Azure outage disrupts VMs and identity services for over 10 hours
Microsoft’s Azure cloud platform suffered a broad multi-hour outage beginning on Monday evening, disrupting two critical layers of enterprise cloud operations. The outage, which lasted over 10 hours, began at 19:46 UTC on Monday and was resolved by 06:05 UTC on Tuesday.
The incident initially left customers unable to deploy or scale virtual machines in multiple regions. This was followed by a related platform issue with the Managed Identities for Azure Resources service in the East US and West US regions between 00:10 UTC and 06:05 UTC on Tuesday. The disruption also briefly affected GitHub Actions.

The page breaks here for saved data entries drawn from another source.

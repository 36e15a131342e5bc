pub mod credentials;
pub mod error;
pub mod settings;

pub use credentials::{api_key_from_env, API_KEY_ENV};
pub use error::{AppError, CatalogError, ConfigError, WeatherError};
pub use settings::{Settings, SettingsStore, Unit};

use anyhow::Result;

/// Initialize the core application
pub fn init() -> Result<()> {
    // Initialize tracing/logging
    tracing_subscriber::fmt()
        .with_env_filter(
            tracing_subscriber::EnvFilter::try_from_default_env()
                .unwrap_or_else(|_| tracing_subscriber::EnvFilter::new("info")),
        )
        .init();

    tracing::info!("Skycast core initialized");
    Ok(())
}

Policy change at the core of disruption
A policy change unintentionally applied to a subset of Microsoft-managed storage accounts, including those used to host virtual machine extension packages, led to this outage. The change blocked public read access that disrupted scenarios such as virtual machine extension package downloads, according to Microsoft’s status history.
Logged under tracking ID FNJ8-VQZ, some customers experienced failures when deploying or scaling virtual machines, including errors during provisioning and lifecycle operations. Other services were impacted as well.
Azure Kubernetes Service users experienced failures in node provisioning and extension installation, while Azure DevOps and GitHub Actions users faced pipeline failures when tasks required virtual machine extensions or related packages. Operations that required downloading extension packages from Microsoft-managed storage accounts also saw degraded performance.
Although an initial mitigation was deployed within about two hours, it triggered a second platform issue involving Managed Identities for Azure Resources. Customers attempting to create, update, or delete Azure resources, or acquire Managed Identity tokens, began experiencing authentication failures.
Microsoft’s status history page, logged under tracking ID M5B-9RZ, acknowledged that following the earlier mitigation, a large spike in traffic overwhelmed the managed identities platform service in the East US and West US regions.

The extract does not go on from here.